Association of Plasma Soluble E-Selectin and Adiponectin with Carotid Plaque in Patients with Systemic Lupus Erythematosus



Systemic lupus erythematosus (SLE) is associated with premature atherosclerosis but the mechanisms underlying this association are not understood. The role of endothelial dysfunction is hypothesized.


In predominantly non-Caucasian patients with SLE (n=119) and controls (n=71), carotid ultrasonography was performed and circulating endothelial cells (CECs), soluble endothelial protein C receptor and gene polymorphism at A6936G, soluble E-selectin (sE-selectin), and adiponectin were assessed.
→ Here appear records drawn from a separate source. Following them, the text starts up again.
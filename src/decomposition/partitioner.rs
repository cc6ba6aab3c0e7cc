use super::types::{SubUnit, WorkUnit};

use std::ops::Range;

/// Splits `size` values into contiguous ranges of `threshold` values.
///
/// Yields `ceil(size / threshold)` ranges; only the last one may be shorter.
/// Returns nothing when `size <= threshold` (or `threshold == 0`): such units
/// are combined directly and never partitioned.
pub fn partition(size: usize, threshold: usize) -> Vec<Range<usize>> {
    if threshold == 0 || size <= threshold {
        return Vec::new();
    }

    let count = size.div_ceil(threshold);
    (0..count)
        .map(|i| {
            let offset = i * threshold;
            offset..(offset + threshold).min(size)
        })
        .collect()
}

/// Cuts `unit` into sub-units along `partition`. Each sub-unit keeps the
/// parent's threshold.
pub fn split(unit: &WorkUnit) -> Vec<SubUnit> {
    partition(unit.values.len(), unit.threshold as usize)
        .into_iter()
        .map(|range| SubUnit {
            offset: range.start,
            unit: WorkUnit::new(unit.values[range].to_vec(), unit.threshold),
        })
        .collect()
}
//! 研究请求入口：字段校验、标题与 Prompt 生成
//!
//! 无状态；HTTP 路由把校验通过的 ResearchRequest 交给 Agent 与编排器。

mod prompts;
pub mod text;

use chrono::{DateTime, Utc};
use serde::{Deserialize, Serialize};

use crate::core::IntakeError;

pub use prompts::{generate_research_prompt, generate_session_title};

/// 请求类型
#[derive(Debug, Clone, Copy, PartialEq, Eq, Serialize, Deserialize)]
#[serde(rename_all = "snake_case")]
pub enum RequestType {
    Url,
    XPost,
}

/// 请求来源
#[derive(Debug, Clone, Copy, PartialEq, Eq, Serialize, Deserialize)]
#[serde(rename_all = "snake_case")]
pub enum RequestSource {
    ChromeExtension,
    Telegram,
}

/// POST /api/learn 的原始请求体（字段都可缺省，由 validate 判定）
#[derive(Debug, Clone, Default, Deserialize)]
#[serde(rename_all = "camelCase")]
pub struct ResearchPayload {
    #[serde(rename = "type")]
    pub kind: Option<String>,
    pub source: Option<String>,
    pub url: Option<String>,
    pub text: Option<String>,
    pub contained_urls: Option<Vec<String>>,
    pub telegram_chat_id: Option<i64>,
    pub chrome_tab_id: Option<i64>,
}

/// 校验通过的研究请求
#[derive(Debug, Clone, PartialEq)]
pub struct ResearchRequest {
    pub id: String,
    pub kind: RequestType,
    pub source: RequestSource,
    pub url: Option<String>,
    pub text: Option<String>,
    pub contained_urls: Vec<String>,
    pub timestamp: DateTime<Utc>,
    pub telegram_chat_id: Option<i64>,
    pub chrome_tab_id: Option<i64>,
}

fn non_empty(value: Option<String>) -> Option<String> {
    value.filter(|v| !v.trim().is_empty())
}

impl ResearchPayload {
    /// 校验并补全请求。x_post 未给出 containedUrls 时从正文中提取链接。
    pub fn validate(self, id: String, now: DateTime<Utc>) -> Result<ResearchRequest, IntakeError> {
        let (Some(kind), Some(source)) = (non_empty(self.kind), non_empty(self.source)) else {
            return Err(IntakeError::MissingFields);
        };

        let kind = match kind.as_str() {
            "url" => RequestType::Url,
            "x_post" => RequestType::XPost,
            _ => return Err(IntakeError::UnsupportedType(kind)),
        };
        let source = match source.as_str() {
            "chrome_extension" => RequestSource::ChromeExtension,
            "telegram" => RequestSource::Telegram,
            _ => return Err(IntakeError::UnsupportedSource(source)),
        };

        let url = non_empty(self.url);
        let text = non_empty(self.text);
        let mut contained_urls: Vec<String> = self
            .contained_urls
            .unwrap_or_default()
            .into_iter()
            .filter(|u| !u.trim().is_empty())
            .collect();

        match kind {
            RequestType::Url if url.is_none() => return Err(IntakeError::MissingUrl),
            RequestType::XPost => {
                if contained_urls.is_empty() {
                    if let Some(body) = &text {
                        contained_urls = text::extract_urls(body);
                    }
                }
                if text.is_none() && contained_urls.is_empty() {
                    return Err(IntakeError::MissingContent);
                }
            }
            RequestType::Url => {}
        }

        Ok(ResearchRequest {
            id,
            kind,
            source,
            url,
            text,
            contained_urls,
            timestamp: now,
            telegram_chat_id: self.telegram_chat_id,
            chrome_tab_id: self.chrome_tab_id,
        })
    }
}
//! Build & Learn - 研究任务中继
//!
//! 接收研究请求，派发给 OpenCode Agent，轮询直到会话空闲或超时，
//! 把结果写入会话存储并通过 Telegram 通知发起人。
//!
//! 模块划分：
//! - **agent**: Agent 服务抽象（OpenCode HTTP 客户端 / Mock）与状态探针
//! - **config**: 应用配置加载（TOML + 环境变量）
//! - **core**: 错误类型、时钟、优雅关闭
//! - **intake**: 请求校验、会话标题与研究 Prompt 生成
//! - **notify**: 通知通道（Telegram / 录制用 Mock）与消息分发
//! - **observability**: tracing 日志初始化
//! - **poller**: 轮询注册表与编排器门面
//! - **server**: axum HTTP 路由
//! - **store**: 会话记录存储（SQLite / 内存）

pub mod agent;
pub mod config;
pub mod core;
pub mod intake;
pub mod notify;
pub mod observability;
pub mod poller;
pub mod server;
pub mod store;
Carotid plaque was more prevalent among patients than controls (43% vs 17%, p = 0.0002). Mean CCA IMT was greater in patients compared to controls (0.59mm ± 0.19 vs 0.54mm ± 0.11, p=0.03). Among SLE patients, plaque was not associated with smoking, body mass index, LDL, triglycerides, homocysteine, C-reactive protein, anti-ds DNA antibody, C3, C4, SLE activity, or medications. Age and levels of soluble E-selectin and adiponectin were significantly higher in the SLE patients with plaque compared to those without plaque in univariate and multivariate analyses. sE-selectin and adiponectin were found to serve as independent predictors of carotid plaque and that elevations were persistent over more than one visit. Unexpectedly, these biomarkers were present despite clinical quiescence.


Premature atherosclerosis is a consistent feature of SLE and extends across ethnicities. Higher levels of adiponectin may represent a physiological attempt to limit further endothelial damage already reflected by the elevation in sE-selectin and the observed increase in plaque represents overwhelming of this reparative process by atherogenic stimuli.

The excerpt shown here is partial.